### Exercise directions
Please copy each line below that contains the word "match".

### Supplied records
use anyhow::Context;
use filter_formula::condition::{FilterCondition, LogicalOperator, Operator};
use filter_formula::config::FieldCatalog;
use filter_formula::field::{Field, FieldType};
use filter_formula::formula_compiler;
use filter_formula::operations;
use rustyline::error::ReadlineError;
use rustyline::DefaultEditor;

const SCHEMA_FILE: &str = "table_schema.json";

/// Load the field catalog from the schema file, falling back to the built-in
/// sample schema.
fn load_catalog() -> FieldCatalog {
    match FieldCatalog::from_json_file(SCHEMA_FILE) {
        Ok(catalog) => {
            println!("loaded {} fields from {}", catalog.fields.len(), SCHEMA_FILE);
            catalog
        }
        Err(e) => {
            println!("could not load {SCHEMA_FILE} ({e}), using the sample schema");
            FieldCatalog::sample()
        }
    }
}

fn print_schema(catalog: &FieldCatalog) {
    for field in catalog.filterable_fields() {
        let labels: Vec<String> = operations::valid_operations(field.field_type)
            .iter()
            .map(|op| format!("{} ({})", op.key(), op.label()))
            .collect();
        println!("  {} [{}]: {}", field.name, field.field_type, labels.join(", "));
    }
}

fn compile_and_print(conditions: &[FilterCondition]) {
    match formula_compiler::compile(conditions) {
        Ok(result) => {
            if result.formula.is_empty() {
                println!("(no filter -- omit the query parameter)");
            } else {
                println!("filterByFormula={}", result.formula);
                if let Ok(decoded) = urlencoding::decode(&result.formula) {
                    println!("decoded: {decoded}");
                }
            }
            for dropped in &result.dropped {
                println!(
                    "dropped condition {} on {:?} ({})",
                    dropped.index, dropped.field_name, dropped.operation
                );
            }
        }
        Err(e) => println!("compile error: {e}"),
    }
}

fn run_demo(catalog: &FieldCatalog) {
    println!("--- filter_formula: condition list to formula compiler ---");

    println!("\n[step 1]: filterable fields in the schema");
    print_schema(catalog);

    println!("\n[step 2]: compile a worked condition list");
    let conditions = vec![
        FilterCondition {
            field: Field::new("Status", FieldType::SingleLineText),
            operation: Operator::Is,
            value: Some("Active".into()),
            logical_operator: None,
        },
        FilterCondition {
            field: Field::new("Class", FieldType::MultipleRecordLinks),
            operation: Operator::Contains,
            value: Some("recx4gIvxC2rLcDrL".into()),
            logical_operator: Some(LogicalOperator::And),
        },
        FilterCondition {
            field: Field::new("Priority", FieldType::Number),
            operation: Operator::Is,
            value: Some(3.into()),
            logical_operator: Some(LogicalOperator::Or),
        },
    ];
    for condition in &conditions {
        println!(
            "  {} {} {}",
            condition.field.name,
            operations::format_operator(condition.operation.key()),
            condition.value.as_ref().map(|v| v.to_string()).unwrap_or_default()
        );
    }
    compile_and_print(&conditions);
}

fn print_help() {
    println!("enter a JSON array of conditions, e.g.:");
    println!(
        r#"  [{{"field":{{"name":"Status","type":"singleLineText"}},"operation":"is","value":"Active"}}]"#
    );
    println!("commands: schema, help, quit");
}

fn run_repl(catalog: &FieldCatalog) -> anyhow::Result<()> {
    println!("\n[step 3]: interactive mode");
    println!("paste a JSON condition list, or type 'schema', 'help', 'quit'");

    let mut editor = DefaultEditor::new().context("failed to start the line editor")?;
    loop {
        match editor.readline("filter> ") {
            Ok(line) => {
                let line = line.trim();
                if line.is_empty() {
                    continue;
                }
                editor.add_history_entry(line).ok();
                match line {
                    "quit" | "exit" => break,
                    "schema" => print_schema(catalog),
                    "help" => print_help(),
                    _ => match serde_json::from_str::<Vec<FilterCondition>>(line) {
                        Ok(conditions) => compile_and_print(&conditions),
                        Err(e) => println!("not a condition list: {e}"),
                    },
                }
            }
            Err(ReadlineError::Interrupted) | Err(ReadlineError::Eof) => break,
            Err(e) => return Err(e).context("line editor failure"),
        }
    }
    Ok(())
}

fn main() -> anyhow::Result<()> {
    env_logger::init();

    let catalog = load_catalog();
    run_demo(&catalog);
    run_repl(&catalog)
}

### Solved exercise
    match FieldCatalog::from_json_file(SCHEMA_FILE) {
    match formula_compiler::compile(conditions) {
        match editor.readline("filter> ") {
                match line {
                    _ => match serde_json::from_str::<Vec<FilterCondition>>(line) {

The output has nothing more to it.